- [Data]
· · · · · · ·

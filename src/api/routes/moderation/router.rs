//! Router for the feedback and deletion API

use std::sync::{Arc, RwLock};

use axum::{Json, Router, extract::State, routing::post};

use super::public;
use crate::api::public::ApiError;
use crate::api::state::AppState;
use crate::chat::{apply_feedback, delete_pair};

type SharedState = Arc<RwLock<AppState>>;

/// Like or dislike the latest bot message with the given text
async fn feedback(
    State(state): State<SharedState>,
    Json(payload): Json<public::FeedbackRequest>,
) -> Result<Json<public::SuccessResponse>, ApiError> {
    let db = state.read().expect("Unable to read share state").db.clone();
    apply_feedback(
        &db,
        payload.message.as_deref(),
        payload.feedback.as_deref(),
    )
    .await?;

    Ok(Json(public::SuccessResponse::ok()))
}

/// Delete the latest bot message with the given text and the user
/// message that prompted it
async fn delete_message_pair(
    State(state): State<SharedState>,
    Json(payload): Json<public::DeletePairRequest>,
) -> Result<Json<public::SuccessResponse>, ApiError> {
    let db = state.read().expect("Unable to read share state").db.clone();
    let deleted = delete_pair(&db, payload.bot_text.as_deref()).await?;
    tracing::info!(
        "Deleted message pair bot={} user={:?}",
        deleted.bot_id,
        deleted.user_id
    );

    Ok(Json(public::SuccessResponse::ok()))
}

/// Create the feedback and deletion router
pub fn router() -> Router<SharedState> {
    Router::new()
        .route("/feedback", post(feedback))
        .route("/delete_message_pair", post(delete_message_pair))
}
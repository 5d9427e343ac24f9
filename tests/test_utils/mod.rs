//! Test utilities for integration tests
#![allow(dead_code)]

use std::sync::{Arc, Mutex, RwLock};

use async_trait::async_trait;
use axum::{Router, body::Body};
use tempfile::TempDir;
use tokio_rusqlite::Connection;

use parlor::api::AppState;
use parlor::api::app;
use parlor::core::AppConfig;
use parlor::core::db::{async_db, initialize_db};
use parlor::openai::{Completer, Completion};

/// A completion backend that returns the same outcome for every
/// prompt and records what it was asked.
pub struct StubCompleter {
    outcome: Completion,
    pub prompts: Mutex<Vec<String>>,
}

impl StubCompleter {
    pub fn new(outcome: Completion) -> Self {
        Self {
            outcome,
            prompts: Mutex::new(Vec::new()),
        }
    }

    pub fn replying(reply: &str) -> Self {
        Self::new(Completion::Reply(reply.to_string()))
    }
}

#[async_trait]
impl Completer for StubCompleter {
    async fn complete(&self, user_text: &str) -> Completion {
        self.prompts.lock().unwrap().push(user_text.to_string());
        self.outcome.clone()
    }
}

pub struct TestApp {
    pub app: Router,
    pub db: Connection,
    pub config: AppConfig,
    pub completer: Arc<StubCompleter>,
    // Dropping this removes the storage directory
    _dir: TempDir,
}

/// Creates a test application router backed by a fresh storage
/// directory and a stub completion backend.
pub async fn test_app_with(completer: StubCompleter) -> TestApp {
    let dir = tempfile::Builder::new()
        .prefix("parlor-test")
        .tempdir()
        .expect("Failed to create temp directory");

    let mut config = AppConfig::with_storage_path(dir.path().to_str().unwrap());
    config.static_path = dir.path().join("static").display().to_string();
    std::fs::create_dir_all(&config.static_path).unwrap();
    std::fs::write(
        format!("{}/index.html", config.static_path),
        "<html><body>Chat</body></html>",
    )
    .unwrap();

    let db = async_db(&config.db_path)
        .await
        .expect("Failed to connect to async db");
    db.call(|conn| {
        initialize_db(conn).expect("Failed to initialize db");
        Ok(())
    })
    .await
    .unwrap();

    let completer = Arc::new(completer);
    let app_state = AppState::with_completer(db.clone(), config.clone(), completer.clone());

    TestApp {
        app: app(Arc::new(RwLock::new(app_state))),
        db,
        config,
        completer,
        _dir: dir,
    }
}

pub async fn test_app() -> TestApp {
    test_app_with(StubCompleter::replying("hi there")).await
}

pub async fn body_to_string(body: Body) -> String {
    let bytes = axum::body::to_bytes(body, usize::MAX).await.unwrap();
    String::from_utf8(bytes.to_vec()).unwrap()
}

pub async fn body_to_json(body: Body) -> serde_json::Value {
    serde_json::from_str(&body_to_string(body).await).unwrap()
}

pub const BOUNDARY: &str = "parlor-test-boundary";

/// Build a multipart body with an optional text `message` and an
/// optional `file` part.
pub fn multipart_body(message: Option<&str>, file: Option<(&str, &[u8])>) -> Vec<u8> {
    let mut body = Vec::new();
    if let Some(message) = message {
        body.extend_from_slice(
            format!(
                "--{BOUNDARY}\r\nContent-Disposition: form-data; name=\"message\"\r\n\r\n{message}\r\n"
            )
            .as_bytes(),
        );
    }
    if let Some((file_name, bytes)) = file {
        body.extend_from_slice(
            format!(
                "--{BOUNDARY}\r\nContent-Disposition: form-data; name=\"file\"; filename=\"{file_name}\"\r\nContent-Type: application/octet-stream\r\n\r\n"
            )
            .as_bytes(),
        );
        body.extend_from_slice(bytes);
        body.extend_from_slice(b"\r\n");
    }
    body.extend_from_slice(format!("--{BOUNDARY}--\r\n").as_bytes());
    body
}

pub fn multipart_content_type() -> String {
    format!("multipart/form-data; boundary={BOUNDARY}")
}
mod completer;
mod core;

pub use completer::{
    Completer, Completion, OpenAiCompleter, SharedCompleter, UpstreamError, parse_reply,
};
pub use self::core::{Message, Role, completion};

· · · · · · ·

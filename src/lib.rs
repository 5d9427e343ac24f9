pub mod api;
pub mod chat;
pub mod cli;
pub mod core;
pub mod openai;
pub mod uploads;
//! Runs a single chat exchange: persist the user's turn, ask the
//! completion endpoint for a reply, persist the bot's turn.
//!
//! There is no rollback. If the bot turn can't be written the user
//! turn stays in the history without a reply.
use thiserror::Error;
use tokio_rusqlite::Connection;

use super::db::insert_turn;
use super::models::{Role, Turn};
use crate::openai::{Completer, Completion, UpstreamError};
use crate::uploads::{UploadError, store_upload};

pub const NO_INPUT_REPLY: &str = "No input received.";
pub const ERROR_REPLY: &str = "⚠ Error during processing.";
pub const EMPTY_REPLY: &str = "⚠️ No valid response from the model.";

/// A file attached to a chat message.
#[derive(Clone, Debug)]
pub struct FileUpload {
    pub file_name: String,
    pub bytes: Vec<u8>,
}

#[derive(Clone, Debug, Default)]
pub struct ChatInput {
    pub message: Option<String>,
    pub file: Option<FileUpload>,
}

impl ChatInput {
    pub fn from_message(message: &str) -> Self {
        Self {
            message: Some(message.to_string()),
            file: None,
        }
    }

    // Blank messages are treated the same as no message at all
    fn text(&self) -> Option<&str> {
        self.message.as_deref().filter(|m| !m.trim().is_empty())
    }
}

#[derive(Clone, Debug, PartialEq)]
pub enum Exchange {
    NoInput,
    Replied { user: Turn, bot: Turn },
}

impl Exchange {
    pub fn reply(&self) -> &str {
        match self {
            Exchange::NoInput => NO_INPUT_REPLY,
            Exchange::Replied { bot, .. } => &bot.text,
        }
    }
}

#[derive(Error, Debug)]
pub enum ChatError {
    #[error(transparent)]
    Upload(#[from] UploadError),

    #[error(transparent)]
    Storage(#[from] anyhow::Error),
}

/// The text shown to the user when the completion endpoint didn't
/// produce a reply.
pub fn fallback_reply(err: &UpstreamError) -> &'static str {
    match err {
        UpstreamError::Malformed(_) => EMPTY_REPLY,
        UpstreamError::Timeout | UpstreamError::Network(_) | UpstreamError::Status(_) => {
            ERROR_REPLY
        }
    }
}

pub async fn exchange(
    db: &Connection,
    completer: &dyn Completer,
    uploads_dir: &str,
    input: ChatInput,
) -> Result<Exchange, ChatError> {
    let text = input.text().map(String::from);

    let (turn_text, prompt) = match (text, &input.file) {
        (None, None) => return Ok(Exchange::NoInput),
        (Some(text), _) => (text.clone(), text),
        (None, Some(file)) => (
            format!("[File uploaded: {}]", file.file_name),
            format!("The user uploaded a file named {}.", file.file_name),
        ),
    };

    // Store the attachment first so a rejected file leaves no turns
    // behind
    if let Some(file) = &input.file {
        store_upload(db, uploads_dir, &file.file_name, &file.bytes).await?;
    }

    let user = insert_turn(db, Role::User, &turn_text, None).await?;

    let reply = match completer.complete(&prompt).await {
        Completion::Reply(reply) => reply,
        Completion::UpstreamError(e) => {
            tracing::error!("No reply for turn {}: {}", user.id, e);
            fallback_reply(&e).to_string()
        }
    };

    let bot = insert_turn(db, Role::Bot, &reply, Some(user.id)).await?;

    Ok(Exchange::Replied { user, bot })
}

· · · · · · ·

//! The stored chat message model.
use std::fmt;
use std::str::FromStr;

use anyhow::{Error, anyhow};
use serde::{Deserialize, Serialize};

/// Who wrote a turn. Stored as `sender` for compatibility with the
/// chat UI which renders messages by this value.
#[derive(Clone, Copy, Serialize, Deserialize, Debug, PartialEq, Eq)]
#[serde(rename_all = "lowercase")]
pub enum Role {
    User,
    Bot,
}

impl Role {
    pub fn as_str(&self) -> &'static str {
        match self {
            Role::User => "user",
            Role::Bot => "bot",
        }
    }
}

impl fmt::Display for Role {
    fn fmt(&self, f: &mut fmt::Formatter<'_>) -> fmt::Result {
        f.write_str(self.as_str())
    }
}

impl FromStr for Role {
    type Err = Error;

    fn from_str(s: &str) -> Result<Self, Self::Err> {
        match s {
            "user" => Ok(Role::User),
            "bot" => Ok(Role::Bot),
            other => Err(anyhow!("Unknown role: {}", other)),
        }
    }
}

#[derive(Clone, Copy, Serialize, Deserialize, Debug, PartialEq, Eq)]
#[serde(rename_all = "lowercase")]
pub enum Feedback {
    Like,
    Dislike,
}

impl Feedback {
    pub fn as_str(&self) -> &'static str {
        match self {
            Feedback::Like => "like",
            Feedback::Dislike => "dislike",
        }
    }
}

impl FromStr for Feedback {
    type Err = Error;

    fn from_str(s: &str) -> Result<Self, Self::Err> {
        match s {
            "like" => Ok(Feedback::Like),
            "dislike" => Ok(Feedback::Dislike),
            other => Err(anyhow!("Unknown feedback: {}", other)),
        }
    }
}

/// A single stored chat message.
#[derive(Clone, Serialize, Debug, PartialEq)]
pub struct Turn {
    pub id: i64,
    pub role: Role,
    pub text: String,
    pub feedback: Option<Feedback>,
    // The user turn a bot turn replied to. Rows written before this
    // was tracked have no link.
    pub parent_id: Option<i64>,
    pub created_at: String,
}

· · · · · · ·

- [Problem description]
Your answer should consist of all lines in the listing above that contain "AppConfig".

- [Task result]
use parlor::core::AppConfig;
    pub config: AppConfig,
    let mut config = AppConfig::with_storage_path(dir.path().to_str().unwrap());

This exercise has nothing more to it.